Smuggler’s Notch Skate Park is located within the Smuggler’s Notch Ski Resort. The park is open from June through September and is a great place for both beginners and more experienced skaters. There is a quarter pipe and mini ramp, and a variety rails, boxes and other structures available. Introductory and intermediate workshops are offered throughout the week at reasonable prices. One workshop even allows students to design their own decks. Helmets are required and pads recommended. Use of the skate park is included with a Smuggler’s Notch pass. Equipment is also available for rent.
While some skate parks have a more manicured look, the Johnson Skatepark has more of an underground, DIY feel. The park sits on what was once a trailer park loop. After the trailer park flooded, the developer donated the land for the skate park. This colorful park is constantly being built up by passionate local skaters, who take great pride in the space. There’s no shortage of space here. The park’s “L” gives a sense of being on a small airstrip. The park, featuring a variety of ramps, poles, and ledges, has something for every skater. Don’t let the graffiti-coated ramps give you the wrong impression; Johnson Skatepark is a substance free zone, inclusive place. There’s a grill and running water for cookouts. While the course itself might be better suited to older skaters, it’s also a place where your family can hang out, watch, and feel welcome.
The Travis Mercy Memorial Skatepark, named for a local teenager who died in a car accident, is a pro-level park situated on a half-acre of land. The park encourages skaters of all levels to the facilities, but be aware that there is no attendant on duty. The community hosts annual cleanups and learn-to-skate events here.
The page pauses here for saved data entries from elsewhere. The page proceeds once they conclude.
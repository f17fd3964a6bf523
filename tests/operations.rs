//! Namespace and metadata operation tests

mod common;

use std::time::{Duration, UNIX_EPOCH};

use common::*;
use webdav_adapter::transport::{Method, LAST_MODIFIED};
use webdav_adapter::{ErrorKind, FileTimes};

#[test]
fn test_mkdir_and_rmdir() {
    let mut ctx = TestContext::new();
    let uri = ctx.uri("photos");

    ctx.dav.mkdir(&uri, 0o755).unwrap();
    assert!(ctx.server.is_collection("/dav/photos"));
    let log = ctx.server.request_log();
    assert!(log.contains(&(Method::Mkcol, "/dav/photos/".to_string())));

    ctx.dav.rmdir(&uri).unwrap();
    assert!(!ctx.server.exists("/dav/photos"));
}

#[test]
fn test_mkdir_existing_is_invalid_request() {
    let mut ctx = TestContext::new();
    ctx.server.add_collection("/dav/exists");
    let err = ctx.dav.mkdir(&ctx.uri("exists"), 0o755).unwrap_err();
    assert_eq!(err.kind(), ErrorKind::InvalidRequest);
}

#[test]
fn test_mkdir_without_parent_conflicts() {
    let mut ctx = TestContext::new();
    let err = ctx.dav.mkdir(&ctx.uri("a/b/c"), 0o755).unwrap_err();
    assert_eq!(err.errno(), libc::EINVAL);
}

#[test]
fn test_unlink() {
    let mut ctx = TestContext::new();
    ctx.server.add_file("/dav/old.log", "x");

    ctx.dav.unlink(&ctx.uri("old.log")).unwrap();
    assert!(!ctx.server.exists("/dav/old.log"));

    let err = ctx.dav.unlink(&ctx.uri("old.log")).unwrap_err();
    assert_eq!(err.kind(), ErrorKind::NotFound);
}

#[test]
fn test_rename_overwrites_destination() {
    let mut ctx = TestContext::new();
    ctx.server.add_file("/dav/src.txt", "new");
    ctx.server.add_file("/dav/dst.txt", "old");

    ctx.dav
        .rename(&ctx.uri("src.txt"), &ctx.uri("dst.txt"))
        .unwrap();
    assert!(!ctx.server.exists("/dav/src.txt"));
    assert_eq!(ctx.server.file("/dav/dst.txt").unwrap(), b"new");
}

#[test]
fn test_rename_directory_with_spaces() {
    let mut ctx = TestContext::new();
    ctx.server.add_file("/dav/My Docs/a.txt", "1");

    ctx.dav
        .rename(&ctx.uri("My Docs"), &ctx.uri("Archived Docs"))
        .unwrap();
    assert_eq!(ctx.server.file("/dav/Archived Docs/a.txt").unwrap(), b"1");
}

#[test]
fn test_rename_missing_source() {
    let mut ctx = TestContext::new();
    let err = ctx
        .dav
        .rename(&ctx.uri("nothing"), &ctx.uri("something"))
        .unwrap_err();
    assert_eq!(err.kind(), ErrorKind::NotFound);
}

#[test]
fn test_utimes_sets_modification_time() {
    let mut ctx = TestContext::new();
    ctx.server.add_file("/dav/f", "x");
    let accessed = UNIX_EPOCH + Duration::from_secs(1_600_000_000);
    let modified = UNIX_EPOCH + Duration::from_secs(1_650_000_000);

    ctx.dav
        .utimes(&ctx.uri("f"), Some(FileTimes::new(accessed, modified)))
        .unwrap();
    assert_eq!(
        ctx.server.dead_prop("/dav/f", &LAST_MODIFIED).as_deref(),
        Some("1650000000")
    );
    assert_eq!(ctx.dav.stat(&ctx.uri("f")).unwrap().mtime, Some(modified));
}

#[test]
fn test_utimes_on_missing_resource() {
    let mut ctx = TestContext::new();
    let now = std::time::SystemTime::now();
    let err = ctx
        .dav
        .utimes(&ctx.uri("missing"), Some(FileTimes::new(now, now)))
        .unwrap_err();
    assert_eq!(err.kind(), ErrorKind::NotFound);
}

#[test]
fn test_session_connects_once() {
    let mut ctx = TestContext::new();
    ctx.server.add_file("/dav/a", "1");

    ctx.dav.stat(&ctx.uri("a")).unwrap();
    ctx.dav.mkdir(&ctx.uri("d"), 0o755).unwrap();
    ctx.list("").unwrap();
    assert_eq!(ctx.server.connections(), 1);
}

#[test]
fn test_request_timeout_is_transient() {
    let mut ctx = TestContext::new();
    ctx.server.fail(Method::Delete, 408);
    let err = ctx.dav.unlink(&ctx.uri("x")).unwrap_err();
    assert_eq!(err.errno(), libc::EAGAIN);
}
//! Configuration parsing and structures

use std::fmt;
use std::path::{Path, PathBuf};
use std::time::Duration;

use serde::Deserialize;

use crate::env::substitute_env_vars;
use crate::session::{Credentials, Endpoint, DEFAULT_READ_TIMEOUT};

/// Top-level configuration
#[derive(Debug, Clone, Default, Deserialize)]
pub struct Config {
    /// Logging configuration
    #[serde(default)]
    pub logging: LoggingConfig,

    /// Remote endpoint and session settings
    #[serde(default)]
    pub endpoint: EndpointConfig,

    /// Local temp storage for open files
    #[serde(default)]
    pub transfer: TransferConfig,
}

/// Logging configuration
#[derive(Debug, Clone, Deserialize)]
pub struct LoggingConfig {
    /// Log level (trace, debug, info, warn, error)
    #[serde(default = "default_log_level")]
    pub level: String,
}

fn default_log_level() -> String {
    "info".to_string()
}

impl Default for LoggingConfig {
    fn default() -> Self {
        Self {
            level: default_log_level(),
        }
    }
}

/// Endpoint configuration
#[derive(Clone, Deserialize)]
pub struct EndpointConfig {
    /// Default URI; operations may name any URI on the same server
    pub url: Option<String>,

    /// Static username, used when the server asks for credentials
    pub username: Option<String>,

    /// Static password
    pub password: Option<String>,

    /// How long a request may stall before it fails
    #[serde(default = "default_read_timeout", with = "humantime_serde")]
    pub read_timeout: Duration,

    /// User-Agent header sent with every request
    #[serde(default = "default_user_agent")]
    pub user_agent: String,
}

fn default_read_timeout() -> Duration {
    DEFAULT_READ_TIMEOUT
}

fn default_user_agent() -> String {
    format!("webdav-adapter/{}", env!("CARGO_PKG_VERSION"))
}

impl Default for EndpointConfig {
    fn default() -> Self {
        Self {
            url: None,
            username: None,
            password: None,
            read_timeout: default_read_timeout(),
            user_agent: default_user_agent(),
        }
    }
}

impl EndpointConfig {
    /// Static credentials, if a username is configured
    pub fn credentials(&self) -> Option<Credentials> {
        self.username
            .as_ref()
            .map(|username| Credentials::new(username.clone(), self.password.clone()))
    }
}

impl fmt::Debug for EndpointConfig {
    fn fmt(&self, f: &mut fmt::Formatter<'_>) -> fmt::Result {
        f.debug_struct("EndpointConfig")
            .field("url", &self.url)
            .field("username", &self.username)
            .field("password", &self.password.as_ref().map(|_| "<redacted>"))
            .field("read_timeout", &self.read_timeout)
            .field("user_agent", &self.user_agent)
            .finish()
    }
}

/// Temp file settings
#[derive(Debug, Clone, Deserialize)]
pub struct TransferConfig {
    /// Directory for temp files (default: the system temp dir)
    pub temp_dir: Option<PathBuf>,

    /// File name prefix of temp files
    #[serde(default = "default_temp_prefix")]
    pub temp_prefix: String,
}

fn default_temp_prefix() -> String {
    "csync.".to_string()
}

impl Default for TransferConfig {
    fn default() -> Self {
        Self {
            temp_dir: None,
            temp_prefix: default_temp_prefix(),
        }
    }
}

impl Config {
    /// Load configuration from a YAML file
    pub fn from_file(path: &Path) -> Result<Self, ConfigError> {
        let content = std::fs::read_to_string(path)
            .map_err(|e| ConfigError::ReadError(path.to_path_buf(), e.to_string()))?;

        Self::from_str(&content)
    }

    /// Parse configuration from a YAML string, substituting `${VAR}`
    /// references from the environment first
    pub fn from_str(content: &str) -> Result<Self, ConfigError> {
        let content = substitute_env_vars(content)?;
        serde_yaml::from_str(&content).map_err(|e| ConfigError::ParseError(e.to_string()))
    }

    /// Validate the configuration
    pub fn validate(&self) -> Result<(), ConfigError> {
        if let Some(url) = &self.endpoint.url {
            Endpoint::parse(url).map_err(|e| {
                ConfigError::ValidationError(format!("Invalid endpoint url {:?}: {}", url, e))
            })?;
        }

        if self.endpoint.read_timeout.is_zero() {
            return Err(ConfigError::ValidationError(
                "endpoint.read_timeout must be greater than zero".to_string(),
            ));
        }

        if let Some(dir) = &self.transfer.temp_dir {
            if !dir.is_dir() {
                return Err(ConfigError::ValidationError(format!(
                    "transfer.temp_dir {:?} is not a directory",
                    dir
                )));
            }
        }

        Ok(())
    }
}

/// Configuration errors
#[derive(Debug, thiserror::Error)]
pub enum ConfigError {
    #[error("Failed to read config file {0}: {1}")]
    ReadError(PathBuf, String),

    #[error("Failed to parse config: {0}")]
    ParseError(String),

    #[error("Configuration validation error: {0}")]
    ValidationError(String),
}
//! Stat form of listed resources and the single-slot stat cache

use std::time::SystemTime;

use tracing::trace;

use crate::catalog::{Resource, ResourceKind};

/// Mode bits reported for collections
pub const DIRECTORY_MODE: u32 = libc::S_IFDIR as u32 | 0o755;
/// Mode bits reported for everything else
pub const FILE_MODE: u32 = libc::S_IFREG as u32 | 0o644;

#[derive(Debug, Clone, Copy, PartialEq, Eq)]
pub enum FileType {
    Regular,
    Directory,
    /// Failed or redirected listing entry; the server said nothing usable
    Unknown,
}

/// What `stat` and `readdir` report about a resource
#[derive(Debug, Clone, PartialEq, Eq)]
pub struct FileStat {
    pub name: String,
    pub file_type: FileType,
    pub size: u64,
    pub mtime: Option<SystemTime>,
    pub mode: u32,
}

impl FileStat {
    pub fn from_resource(resource: &Resource) -> Self {
        let file_type = match resource.kind {
            ResourceKind::Collection => FileType::Directory,
            ResourceKind::Normal => FileType::Regular,
            ResourceKind::Error | ResourceKind::Reference => FileType::Unknown,
        };
        Self {
            name: resource.name.clone(),
            file_type,
            size: resource.size,
            mtime: resource.modified,
            mode: permissions_for(resource.kind),
        }
    }

    pub fn is_dir(&self) -> bool {
        self.file_type == FileType::Directory
    }
}

/// Synthesized permissions; WebDAV does not report any
pub fn permissions_for(kind: ResourceKind) -> u32 {
    match kind {
        ResourceKind::Collection => DIRECTORY_MODE,
        _ => FILE_MODE,
    }
}

/// Remembers the stat form of the last resource handed out by `readdir`.
///
/// Lookups are by base name only, so a hit is a hint rather than the truth.
#[derive(Debug, Default)]
pub struct StatCache {
    slot: Option<FileStat>,
}

impl StatCache {
    pub fn new() -> Self {
        Self::default()
    }

    /// Cached stat for `name`, if the slot holds it
    pub fn get(&self, name: &str) -> Option<&FileStat> {
        self.slot.as_ref().filter(|s| s.name == name)
    }

    pub fn store(&mut self, stat: FileStat) {
        trace!("Stat cache now holds {}", stat.name);
        self.slot = Some(stat);
    }

    /// Forget the slot if it holds `name`
    pub fn invalidate(&mut self, name: &str) {
        if self.get(name).is_some() {
            trace!("Stat cache dropped {}", name);
            self.slot = None;
        }
    }

    pub fn clear(&mut self) {
        self.slot = None;
    }
}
The park is free to the public, and includes a halfpipe, two quarter-pipes and a variety of grinding rails.
The Bristol Teen Center and Skatepark, also known as the Bristol Hub, offers youth, ages 19 and under, a safe space to get some exercise, develop their skills, and build community. While the park features a variety of halfpipes, quarter pipes, and ramps, the community aspect of the park might be its biggest asset. The Hub is staffed from 10 a.m. to 6 p.m. each day and skateboards, scooters, and helmets are available free of charge. On top of that, the helpful staff is more than willing to assist you in capturing that perfectly executed trick on camera. To top it off, there’s an indoor halfpipe available for use when the weather’s not cooperating.